Zudem war sie als Coach bei “The Voice of Bulgaria” tätig. Ihr musikalisches Profil ist geprägt von einer Mischung aus Pop, R&B und elektronischen Elementen, häufig ergänzt durch folkloristische Einflüsse. Sie arbeitet regelmäßig mit internationalen Produzenten zusammen und lebt überwiegend in Sofia.
“Bangaranga” kombiniert elektronische Clubstrukturen mit rhythmischen Motiven der bulgarischen Kukeri-Tradition, bei der maskierte Figuren im Winter rituell böse Geister vertreiben sollen. Die Bühneninszenierung in Wien setzte diese Verbindung visuell um und gehörte zu den auffälligsten Auftritten des Abends. Der Song wurde zuvor in der bulgarischen Vorentscheidung in Sofia ausgewählt, in einem 50-50-Voting aus Jury und Publikum.
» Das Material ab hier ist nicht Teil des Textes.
//! TechShop Storefront - storefront and admin console.
//!
//! This binary serves the public storefront and the `/admin` console on a
//! single port.
//!
//! # Architecture
//!
//! - Axum web framework; handlers return fully-resolved JSON view data
//! - Flat JSON collection files (`products`, `users`, `orders`,
//!   `wishlists`) under the configured data directory
//! - Cookie-backed sessions (cart, identity, language, theme, admin flag)
//!
//! HTML rendering, translation lookup, and mobile detection are external
//! collaborators consuming the view data this binary produces.

#![cfg_attr(not(test), forbid(unsafe_code))]

use axum::{Router, routing::get};
use tower_http::trace::TraceLayer;

use techshop_storefront::config::TechShopConfig;
use techshop_storefront::middleware::create_session_layer;
use techshop_storefront::routes;
use techshop_storefront::state::AppState;

#[tokio::main]
async fn main() {
    // Load configuration from environment
    let config = TechShopConfig::from_env().expect("Failed to load configuration");

    // Initialize tracing with EnvFilter.
    // Defaults to info level for our crate if RUST_LOG is not set
    let env_filter = tracing_subscriber::EnvFilter::try_from_default_env()
        .unwrap_or_else(|_| "techshop_storefront=info,tower_http=debug".into());

    tracing_subscriber::fmt().with_env_filter(env_filter).init();

    tracing::info!(data_dir = %config.data_dir.display(), "Opening JSON store");

    // Create session layer (in-memory store, signed cookies)
    let session_layer = create_session_layer(&config);

    // Build application state
    let state = AppState::new(config.clone());

    // Build router
    let app = Router::new()
        .route("/health", get(health))
        .merge(routes::routes())
        .layer(session_layer)
        .layer(TraceLayer::new_for_http())
        .with_state(state);

    // Start server
    let addr = config.socket_addr();
    tracing::info!("storefront listening on {}", addr);

    let listener = tokio::net::TcpListener::bind(addr)
        .await
        .expect("Failed to bind to address");

    axum::serve(listener, app)
        .with_graceful_shutdown(shutdown_signal())
        .await
        .expect("Server error");
}

/// Liveness health check endpoint.
///
/// Returns "ok" if the server is running. Does not check the data directory.
async fn health() -> &'static str {
    "ok"
}

/// Wait for shutdown signal (Ctrl+C or SIGTERM).
async fn shutdown_signal() {
    let ctrl_c = async {
        tokio::signal::ctrl_c()
            .await
            .expect("Failed to install Ctrl+C handler");
    };

    #[cfg(unix)]
    let terminate = async {
        tokio::signal::unix::signal(tokio::signal::unix::SignalKind::terminate())
            .expect("Failed to install signal handler")
            .recv()
            .await;
    };

    #[cfg(not(unix))]
    let terminate = std::future::pending::<()>();

    tokio::select! {
        () = ctrl_c => {},
        () = terminate => {},
    }

    tracing::info!("Shutdown signal received, starting graceful shutdown");
}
Das Finale war von politischen Spannungen begleitet. Mehrere Länder, darunter Irland, Spanien, die Niederlande und Slowenien, hatten den Wettbewerb im Zusammenhang mit der Teilnahme Israels und dem Gaza-Konflikt boykottiert. Vor der Halle in Wien kam es zu Protesten und verstärkten Sicherheitsmaßnahmen. Israel setzte sich dennoch durch und erreichte mit 343 Punkten den zweiten Platz, getragen von einem starken Publikumsvoting für den Beitrag “Michelle” von Noam Bettan.
Deutschland belegte mit Sarah Engels und dem Song “Fire” den 23. Platz und erhielt insgesamt zwölf Punkte, davon keinen aus dem Publikum. Österreich als Gastgeber landete mit Cosmó und “Tanzschein” auf Platz 24 und kam auf sechs Punkte.
Für Bulgarien markiert der Sieg einen historischen Durchbruch. Das Land war seit 2005 regelmäßig vertreten, zog sich jedoch zwischen 2023 und 2025 zurück. Die bislang beste Platzierung war der zweite Platz 2017 durch Kristian Kostov mit “Beautiful Mess”. Der Sieg von Dara stellt damit den ersten Triumph des Landes beim Eurovision Song Contest dar und wird als Wendepunkt in der bulgarischen ESC-Geschichte gewertet.
Mit dem Erfolg ist die Austragung des Eurovision Song Contest 2027 voraussichtlich in Sofia verbunden, womit Bulgarien nach Jahren der Abwesenheit wieder in den Mittelpunkt des Wettbewerbs rückt.